L’intervento promosso permette di portare, anche in queste zone, servizi medici di base e specialistici, predisponendo un’equipe sanitaria multidisciplinare a bordo di una clinica mobile. Screening e presa in carico di malattie infettive per Hiv e Hcv, visite mediche di base e ginecologiche, sistema di riferimento alle strutture sanitarie del territorio, supporto psicologico, ma anche servizi di mediazione culturale e attività di educazione su temi legati alla salute, in un’ottica di inclusione nel sistema sanitario regionale.
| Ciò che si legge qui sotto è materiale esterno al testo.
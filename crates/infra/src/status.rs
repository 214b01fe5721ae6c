//! Status sink implementations
//!
//! The engine reports through a single [`StatusSink`]. Hosts usually want
//! more than one destination (a log line and a UI toast), so
//! [`FanoutStatusSink`] forwards each event to several sinks.

use std::sync::Arc;

use carebridge_core::StatusSink;
use carebridge_domain::{StatusEvent, StatusSeverity};
use tokio::sync::broadcast;
use tracing::{debug, error, info, warn};

/// Writes every status event to the `tracing` log
#[derive(Debug, Default, Clone, Copy)]
pub struct TracingStatusSink;

impl StatusSink for TracingStatusSink {
    fn notify(&self, event: StatusEvent) {
        match event.severity {
            StatusSeverity::Error => {
                error!(
                    kind = ?event.kind,
                    title = %event.title,
                    description = %event.description,
                    "status"
                );
            }
            StatusSeverity::Warning => {
                warn!(
                    kind = ?event.kind,
                    title = %event.title,
                    description = %event.description,
                    "status"
                );
            }
            StatusSeverity::Info | StatusSeverity::Success => {
                info!(
                    kind = ?event.kind,
                    title = %event.title,
                    description = %event.description,
                    "status"
                );
            }
        }
    }
}

/// Publishes status events to any number of async subscribers
///
/// Slow subscribers lose the oldest events once `capacity` is exceeded.
#[derive(Debug, Clone)]
pub struct BroadcastStatusSink {
    sender: broadcast::Sender<StatusEvent>,
}

impl BroadcastStatusSink {
    pub fn new(capacity: usize) -> Self {
        let (sender, _) = broadcast::channel(capacity.max(1));
        Self { sender }
    }

    pub fn subscribe(&self) -> broadcast::Receiver<StatusEvent> {
        self.sender.subscribe()
    }

    pub fn subscriber_count(&self) -> usize {
        self.sender.receiver_count()
    }
}

impl Default for BroadcastStatusSink {
    fn default() -> Self {
        Self::new(64)
    }
}

impl StatusSink for BroadcastStatusSink {
    fn notify(&self, event: StatusEvent) {
        if self.sender.send(event).is_err() {
            debug!("status event dropped, no subscribers");
        }
    }
}

/// Forwards each event to every inner sink in order
#[derive(Default, Clone)]
pub struct FanoutStatusSink {
    sinks: Vec<Arc<dyn StatusSink>>,
}

impl FanoutStatusSink {
    pub fn new() -> Self {
        Self::default()
    }

    #[must_use]
    pub fn with(mut self, sink: Arc<dyn StatusSink>) -> Self {
        self.sinks.push(sink);
        self
    }

    pub fn len(&self) -> usize {
        self.sinks.len()
    }

    pub fn is_empty(&self) -> bool {
        self.sinks.is_empty()
    }
}

impl StatusSink for FanoutStatusSink {
    fn notify(&self, event: StatusEvent) {
        if let Some((last, rest)) = self.sinks.split_last() {
            for sink in rest {
                sink.notify(event.clone());
            }
            last.notify(event);
        }
    }
}

#[cfg(test)]
mod tests {
    use carebridge_core::testing::RecordingStatusSink;
    use carebridge_domain::StatusKind;

    use super::*;

    fn event(kind: StatusKind, severity: StatusSeverity) -> StatusEvent {
        StatusEvent::new(kind, severity, "Title", "Description")
    }

    #[tokio::test]
    async fn broadcast_reaches_every_subscriber() {
        let sink = BroadcastStatusSink::new(8);
        let mut first = sink.subscribe();
        let mut second = sink.subscribe();
        assert_eq!(sink.subscriber_count(), 2);

        sink.notify(event(StatusKind::WentOffline, StatusSeverity::Warning));

        assert_eq!(first.recv().await.unwrap().kind, StatusKind::WentOffline);
        assert_eq!(second.recv().await.unwrap().kind, StatusKind::WentOffline);
    }

    #[test]
    fn broadcast_without_subscribers_does_not_fail() {
        let sink = BroadcastStatusSink::default();
        sink.notify(event(StatusKind::Synced, StatusSeverity::Success));
        assert_eq!(sink.subscriber_count(), 0);
    }

    #[test]
    fn fanout_delivers_to_all_sinks() {
        let a = Arc::new(RecordingStatusSink::new());
        let b = Arc::new(RecordingStatusSink::new());
        let fanout = FanoutStatusSink::new()
            .with(a.clone())
            .with(Arc::new(TracingStatusSink))
            .with(b.clone());
        assert_eq!(fanout.len(), 3);

        fanout.notify(event(StatusKind::Escalated, StatusSeverity::Warning));

        assert_eq!(a.kinds(), vec![StatusKind::Escalated]);
        assert_eq!(b.kinds(), vec![StatusKind::Escalated]);
    }

    #[test]
    fn empty_fanout_is_a_no_op() {
        let fanout = FanoutStatusSink::new();
        assert!(fanout.is_empty());
        fanout.notify(event(StatusKind::Cleared, StatusSeverity::Info));
    }
}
Nella provincia di Cabo Delgado, a nord del Mozambico, l’intervento di Medici con l’Africa Cuamm interessa i distretti meridionali dove sono oltre 1 milione le persone che si sono rifugiate dall’inizio delle incursioni dei ribelli, nell’ottobre del 2017. Grazie al supporto di partner internazionali e attraverso una stretta collaborazione con le autorità locali, si lavora per offrire servizi sanitari di base all’interno dei campi sfollati e tra le comunità ospitanti, al centro ormai da anni di una vera e propria crisi umanitaria, ma anche per supportare i fragili sistemi sanitari nelle attività cliniche di base. “Ciò che è fondamentale è fare in modo che gli interventi promossi siano interventi integrati. Se da una parte è necessario rispondere all’emergenza sanitaria e ai bisogni immediati di questi gruppi vulnerabili, dall’altra dobbiamo investire nel rafforzamento delle comunità in un’ottica di lungo termine e quindi promuovere programmi di prevenzione fondamentali per ridurre i fattori di rischio”, afferma Edoardo Occa, responsabile per il Cuamm dei programmi di salute comunitaria in Mozambico.